(Beginning of THE DATA)
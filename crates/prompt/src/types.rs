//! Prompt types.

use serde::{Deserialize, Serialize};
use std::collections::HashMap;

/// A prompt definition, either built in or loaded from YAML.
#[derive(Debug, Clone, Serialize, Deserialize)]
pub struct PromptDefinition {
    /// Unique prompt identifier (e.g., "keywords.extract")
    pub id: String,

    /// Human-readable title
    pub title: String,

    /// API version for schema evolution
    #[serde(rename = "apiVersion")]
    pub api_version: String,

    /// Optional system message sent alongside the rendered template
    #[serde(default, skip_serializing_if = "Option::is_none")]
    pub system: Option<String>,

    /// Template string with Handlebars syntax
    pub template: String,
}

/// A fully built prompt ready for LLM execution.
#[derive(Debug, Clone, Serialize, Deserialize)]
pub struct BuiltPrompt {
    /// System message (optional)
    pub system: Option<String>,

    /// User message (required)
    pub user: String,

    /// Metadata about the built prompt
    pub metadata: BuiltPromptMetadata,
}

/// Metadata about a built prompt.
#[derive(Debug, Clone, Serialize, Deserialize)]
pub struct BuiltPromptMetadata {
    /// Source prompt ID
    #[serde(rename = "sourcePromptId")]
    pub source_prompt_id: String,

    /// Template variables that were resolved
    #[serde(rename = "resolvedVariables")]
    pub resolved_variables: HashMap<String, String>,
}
(End of THE DATA)
(Beginning of THE DATA)
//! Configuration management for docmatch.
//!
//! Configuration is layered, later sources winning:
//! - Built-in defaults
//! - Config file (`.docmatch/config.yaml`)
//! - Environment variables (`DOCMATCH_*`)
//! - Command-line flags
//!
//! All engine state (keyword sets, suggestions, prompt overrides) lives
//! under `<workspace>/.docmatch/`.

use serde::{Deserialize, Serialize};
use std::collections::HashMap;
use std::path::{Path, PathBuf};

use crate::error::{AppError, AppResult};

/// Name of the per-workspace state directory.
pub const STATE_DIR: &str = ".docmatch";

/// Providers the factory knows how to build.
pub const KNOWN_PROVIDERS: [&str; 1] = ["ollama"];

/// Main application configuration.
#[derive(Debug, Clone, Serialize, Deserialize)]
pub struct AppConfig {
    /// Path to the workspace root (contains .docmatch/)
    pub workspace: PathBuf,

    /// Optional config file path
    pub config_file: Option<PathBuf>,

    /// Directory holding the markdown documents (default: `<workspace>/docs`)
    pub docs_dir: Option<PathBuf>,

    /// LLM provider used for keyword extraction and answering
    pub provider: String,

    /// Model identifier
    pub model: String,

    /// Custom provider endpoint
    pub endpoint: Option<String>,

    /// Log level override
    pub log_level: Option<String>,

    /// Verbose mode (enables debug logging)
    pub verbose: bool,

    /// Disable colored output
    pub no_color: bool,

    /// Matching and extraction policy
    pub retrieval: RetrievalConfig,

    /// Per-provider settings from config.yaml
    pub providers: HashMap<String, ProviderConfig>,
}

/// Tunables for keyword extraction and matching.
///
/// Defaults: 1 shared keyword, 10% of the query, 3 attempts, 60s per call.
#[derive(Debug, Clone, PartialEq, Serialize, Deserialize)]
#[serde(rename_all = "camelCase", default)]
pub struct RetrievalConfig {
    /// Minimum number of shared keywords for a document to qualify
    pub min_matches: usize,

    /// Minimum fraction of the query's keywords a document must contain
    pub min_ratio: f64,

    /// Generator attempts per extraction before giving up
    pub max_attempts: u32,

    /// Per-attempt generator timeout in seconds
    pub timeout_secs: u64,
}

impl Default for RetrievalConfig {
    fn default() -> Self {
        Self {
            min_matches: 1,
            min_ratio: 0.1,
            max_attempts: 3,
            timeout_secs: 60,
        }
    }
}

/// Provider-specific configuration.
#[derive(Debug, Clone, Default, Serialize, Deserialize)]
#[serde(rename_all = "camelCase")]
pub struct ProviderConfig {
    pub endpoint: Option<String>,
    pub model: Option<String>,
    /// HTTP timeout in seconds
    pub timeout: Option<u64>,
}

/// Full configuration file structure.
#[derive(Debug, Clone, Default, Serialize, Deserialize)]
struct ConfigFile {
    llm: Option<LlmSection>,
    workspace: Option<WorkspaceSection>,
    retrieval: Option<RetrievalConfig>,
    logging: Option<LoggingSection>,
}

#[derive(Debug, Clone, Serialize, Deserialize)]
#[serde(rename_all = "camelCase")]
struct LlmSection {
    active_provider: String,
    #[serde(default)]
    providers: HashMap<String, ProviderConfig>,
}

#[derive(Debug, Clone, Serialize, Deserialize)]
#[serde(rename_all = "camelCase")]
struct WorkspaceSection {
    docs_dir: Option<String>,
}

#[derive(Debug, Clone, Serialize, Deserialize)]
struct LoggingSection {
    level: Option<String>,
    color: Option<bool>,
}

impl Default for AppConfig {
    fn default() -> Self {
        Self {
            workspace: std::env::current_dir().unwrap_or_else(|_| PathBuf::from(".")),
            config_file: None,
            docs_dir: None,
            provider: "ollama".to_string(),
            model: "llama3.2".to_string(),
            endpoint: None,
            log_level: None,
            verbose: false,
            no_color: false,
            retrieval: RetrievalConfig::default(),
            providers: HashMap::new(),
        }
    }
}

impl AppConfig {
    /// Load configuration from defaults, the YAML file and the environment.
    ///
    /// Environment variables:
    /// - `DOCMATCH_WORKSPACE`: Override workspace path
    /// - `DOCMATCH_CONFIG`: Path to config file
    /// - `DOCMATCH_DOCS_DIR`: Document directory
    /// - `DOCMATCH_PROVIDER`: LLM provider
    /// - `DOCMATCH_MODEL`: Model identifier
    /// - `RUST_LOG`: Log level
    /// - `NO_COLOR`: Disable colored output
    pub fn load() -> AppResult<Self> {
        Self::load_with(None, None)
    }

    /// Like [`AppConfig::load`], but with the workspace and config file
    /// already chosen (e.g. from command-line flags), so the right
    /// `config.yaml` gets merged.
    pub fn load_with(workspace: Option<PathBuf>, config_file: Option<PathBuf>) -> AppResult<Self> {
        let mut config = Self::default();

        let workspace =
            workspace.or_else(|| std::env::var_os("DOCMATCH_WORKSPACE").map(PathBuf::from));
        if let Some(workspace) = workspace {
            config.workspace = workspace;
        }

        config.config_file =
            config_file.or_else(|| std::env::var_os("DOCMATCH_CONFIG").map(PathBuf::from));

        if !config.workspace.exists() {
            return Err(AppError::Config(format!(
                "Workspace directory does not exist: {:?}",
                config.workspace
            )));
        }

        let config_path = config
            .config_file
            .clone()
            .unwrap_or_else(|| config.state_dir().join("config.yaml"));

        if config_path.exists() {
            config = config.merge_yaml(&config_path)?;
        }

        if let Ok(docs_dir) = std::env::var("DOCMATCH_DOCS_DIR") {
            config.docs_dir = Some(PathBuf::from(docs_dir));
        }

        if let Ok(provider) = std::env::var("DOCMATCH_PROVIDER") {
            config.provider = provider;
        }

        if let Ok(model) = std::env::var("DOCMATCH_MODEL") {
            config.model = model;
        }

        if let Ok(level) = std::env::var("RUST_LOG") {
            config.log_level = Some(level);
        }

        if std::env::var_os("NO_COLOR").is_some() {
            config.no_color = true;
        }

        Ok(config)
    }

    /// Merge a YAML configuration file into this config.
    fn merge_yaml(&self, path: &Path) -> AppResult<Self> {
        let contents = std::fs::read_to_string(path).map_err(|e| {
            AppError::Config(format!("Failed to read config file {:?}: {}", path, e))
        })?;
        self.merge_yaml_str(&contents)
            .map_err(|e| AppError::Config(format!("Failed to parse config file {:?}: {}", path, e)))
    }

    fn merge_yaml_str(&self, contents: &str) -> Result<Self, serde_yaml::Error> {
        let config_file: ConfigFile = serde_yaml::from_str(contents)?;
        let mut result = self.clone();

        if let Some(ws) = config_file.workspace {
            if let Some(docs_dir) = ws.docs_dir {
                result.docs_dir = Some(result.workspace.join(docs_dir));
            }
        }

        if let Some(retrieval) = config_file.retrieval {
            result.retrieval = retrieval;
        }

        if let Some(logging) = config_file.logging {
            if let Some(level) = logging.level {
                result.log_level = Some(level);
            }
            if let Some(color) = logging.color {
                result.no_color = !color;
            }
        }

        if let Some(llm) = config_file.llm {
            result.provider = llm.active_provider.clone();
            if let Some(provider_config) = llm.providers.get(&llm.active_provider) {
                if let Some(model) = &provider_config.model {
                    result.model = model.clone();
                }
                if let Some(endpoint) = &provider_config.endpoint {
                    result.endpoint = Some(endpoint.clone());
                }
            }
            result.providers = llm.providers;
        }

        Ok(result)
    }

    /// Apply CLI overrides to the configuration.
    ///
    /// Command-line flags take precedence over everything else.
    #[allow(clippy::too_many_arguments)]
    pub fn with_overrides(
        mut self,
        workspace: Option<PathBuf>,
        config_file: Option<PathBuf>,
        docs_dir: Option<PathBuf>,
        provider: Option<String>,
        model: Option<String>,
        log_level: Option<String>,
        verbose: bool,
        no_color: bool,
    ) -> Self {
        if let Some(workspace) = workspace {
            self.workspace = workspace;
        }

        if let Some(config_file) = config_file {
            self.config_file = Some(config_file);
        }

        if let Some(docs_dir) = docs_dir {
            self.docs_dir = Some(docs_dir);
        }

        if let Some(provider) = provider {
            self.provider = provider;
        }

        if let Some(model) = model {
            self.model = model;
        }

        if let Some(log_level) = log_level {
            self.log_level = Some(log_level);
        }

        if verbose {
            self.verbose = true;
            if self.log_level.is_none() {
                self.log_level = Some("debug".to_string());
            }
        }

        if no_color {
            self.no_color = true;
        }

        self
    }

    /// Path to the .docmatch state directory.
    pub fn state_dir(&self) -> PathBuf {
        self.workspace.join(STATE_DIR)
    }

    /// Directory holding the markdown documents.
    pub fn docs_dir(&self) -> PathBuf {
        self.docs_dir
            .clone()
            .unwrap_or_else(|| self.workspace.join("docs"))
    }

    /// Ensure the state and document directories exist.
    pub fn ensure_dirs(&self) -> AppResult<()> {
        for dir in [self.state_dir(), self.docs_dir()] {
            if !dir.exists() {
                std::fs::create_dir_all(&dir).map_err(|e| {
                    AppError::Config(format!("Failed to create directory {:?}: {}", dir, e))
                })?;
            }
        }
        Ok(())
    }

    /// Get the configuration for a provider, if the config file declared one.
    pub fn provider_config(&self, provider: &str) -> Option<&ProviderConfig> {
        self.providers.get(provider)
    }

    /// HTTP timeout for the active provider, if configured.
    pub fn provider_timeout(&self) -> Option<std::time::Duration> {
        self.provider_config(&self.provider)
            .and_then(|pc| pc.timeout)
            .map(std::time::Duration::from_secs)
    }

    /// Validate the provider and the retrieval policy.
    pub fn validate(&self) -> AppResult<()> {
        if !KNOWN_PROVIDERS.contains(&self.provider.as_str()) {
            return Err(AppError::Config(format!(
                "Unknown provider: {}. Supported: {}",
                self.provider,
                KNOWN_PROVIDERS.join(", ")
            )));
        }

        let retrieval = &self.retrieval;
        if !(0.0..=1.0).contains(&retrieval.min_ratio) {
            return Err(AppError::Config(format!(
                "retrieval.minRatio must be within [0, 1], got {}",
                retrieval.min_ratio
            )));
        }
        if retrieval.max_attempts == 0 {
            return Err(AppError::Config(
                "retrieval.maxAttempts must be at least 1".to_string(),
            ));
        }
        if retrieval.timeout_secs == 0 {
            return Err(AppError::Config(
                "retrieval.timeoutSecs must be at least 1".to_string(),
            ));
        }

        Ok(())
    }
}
(End of THE DATA)
(Beginning of THE DATA)
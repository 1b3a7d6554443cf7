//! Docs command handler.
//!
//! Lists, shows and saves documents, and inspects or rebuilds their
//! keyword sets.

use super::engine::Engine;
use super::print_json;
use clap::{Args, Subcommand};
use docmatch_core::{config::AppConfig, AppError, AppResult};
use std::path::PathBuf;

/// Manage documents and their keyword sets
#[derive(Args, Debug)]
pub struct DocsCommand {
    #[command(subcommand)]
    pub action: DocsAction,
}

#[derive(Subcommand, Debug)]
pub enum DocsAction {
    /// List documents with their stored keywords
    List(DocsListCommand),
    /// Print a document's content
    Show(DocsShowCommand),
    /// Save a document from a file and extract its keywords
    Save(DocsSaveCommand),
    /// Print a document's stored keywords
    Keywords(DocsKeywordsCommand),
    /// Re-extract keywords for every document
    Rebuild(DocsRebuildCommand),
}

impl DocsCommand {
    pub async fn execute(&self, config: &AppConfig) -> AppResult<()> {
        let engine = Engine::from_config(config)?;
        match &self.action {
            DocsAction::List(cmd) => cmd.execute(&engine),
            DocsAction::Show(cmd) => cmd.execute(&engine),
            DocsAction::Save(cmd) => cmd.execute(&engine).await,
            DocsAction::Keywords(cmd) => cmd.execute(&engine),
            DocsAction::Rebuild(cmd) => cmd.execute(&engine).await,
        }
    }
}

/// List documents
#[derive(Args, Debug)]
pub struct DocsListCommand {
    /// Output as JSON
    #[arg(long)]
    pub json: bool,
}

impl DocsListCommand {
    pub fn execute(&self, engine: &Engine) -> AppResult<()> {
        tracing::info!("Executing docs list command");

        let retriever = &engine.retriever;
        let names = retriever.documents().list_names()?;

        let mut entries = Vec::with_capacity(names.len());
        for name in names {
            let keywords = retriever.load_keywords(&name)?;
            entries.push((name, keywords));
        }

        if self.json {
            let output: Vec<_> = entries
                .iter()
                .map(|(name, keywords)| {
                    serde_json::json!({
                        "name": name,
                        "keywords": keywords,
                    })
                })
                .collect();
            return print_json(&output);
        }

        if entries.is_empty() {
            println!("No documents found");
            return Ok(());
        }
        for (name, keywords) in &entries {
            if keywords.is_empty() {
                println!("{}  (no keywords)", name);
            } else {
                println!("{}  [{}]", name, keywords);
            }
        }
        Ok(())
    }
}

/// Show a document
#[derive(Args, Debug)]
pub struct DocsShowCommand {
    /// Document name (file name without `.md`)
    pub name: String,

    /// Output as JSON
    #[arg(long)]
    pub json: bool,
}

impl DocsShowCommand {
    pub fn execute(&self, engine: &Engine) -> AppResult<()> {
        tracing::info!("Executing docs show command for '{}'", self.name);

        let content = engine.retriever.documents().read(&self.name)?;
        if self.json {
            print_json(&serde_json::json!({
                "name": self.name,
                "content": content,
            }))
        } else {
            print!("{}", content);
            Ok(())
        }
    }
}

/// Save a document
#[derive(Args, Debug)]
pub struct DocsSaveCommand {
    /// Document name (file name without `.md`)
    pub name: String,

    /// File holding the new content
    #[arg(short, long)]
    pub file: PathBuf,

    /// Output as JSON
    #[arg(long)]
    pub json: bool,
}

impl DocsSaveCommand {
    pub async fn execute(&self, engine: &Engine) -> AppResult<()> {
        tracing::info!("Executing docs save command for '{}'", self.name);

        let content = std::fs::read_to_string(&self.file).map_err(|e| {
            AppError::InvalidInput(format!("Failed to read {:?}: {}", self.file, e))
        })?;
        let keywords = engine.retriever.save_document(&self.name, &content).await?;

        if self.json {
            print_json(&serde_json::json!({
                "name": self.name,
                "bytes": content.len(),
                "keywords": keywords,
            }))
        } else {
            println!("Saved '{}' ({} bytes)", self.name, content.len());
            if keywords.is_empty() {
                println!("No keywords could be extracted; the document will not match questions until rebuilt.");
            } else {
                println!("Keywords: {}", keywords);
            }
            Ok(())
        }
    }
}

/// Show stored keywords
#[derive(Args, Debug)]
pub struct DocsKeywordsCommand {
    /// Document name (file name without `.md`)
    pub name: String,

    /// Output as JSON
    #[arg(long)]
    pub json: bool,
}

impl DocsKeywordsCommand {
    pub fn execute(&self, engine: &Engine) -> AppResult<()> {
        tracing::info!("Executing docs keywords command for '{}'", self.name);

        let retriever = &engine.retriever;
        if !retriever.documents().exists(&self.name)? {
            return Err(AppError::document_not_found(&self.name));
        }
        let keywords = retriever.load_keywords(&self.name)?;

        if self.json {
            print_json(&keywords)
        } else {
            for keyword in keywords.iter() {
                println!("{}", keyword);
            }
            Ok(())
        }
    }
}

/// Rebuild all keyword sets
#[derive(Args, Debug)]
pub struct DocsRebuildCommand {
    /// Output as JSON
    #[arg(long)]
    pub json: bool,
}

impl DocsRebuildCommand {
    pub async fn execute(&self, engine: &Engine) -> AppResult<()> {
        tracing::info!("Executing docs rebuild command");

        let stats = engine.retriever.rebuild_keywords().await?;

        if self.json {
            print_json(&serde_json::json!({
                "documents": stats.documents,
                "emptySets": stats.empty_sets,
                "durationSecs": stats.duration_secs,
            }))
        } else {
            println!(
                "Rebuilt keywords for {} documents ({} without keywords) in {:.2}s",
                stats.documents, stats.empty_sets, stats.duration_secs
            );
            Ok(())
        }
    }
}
(End of THE DATA)
→ ACTIVITY:
Return, from the data, each line where the string "DocsShowCommand" occurs.

→ RESULT OF THIS EXERCISE:
    Show(DocsShowCommand),
pub struct DocsShowCommand {
impl DocsShowCommand {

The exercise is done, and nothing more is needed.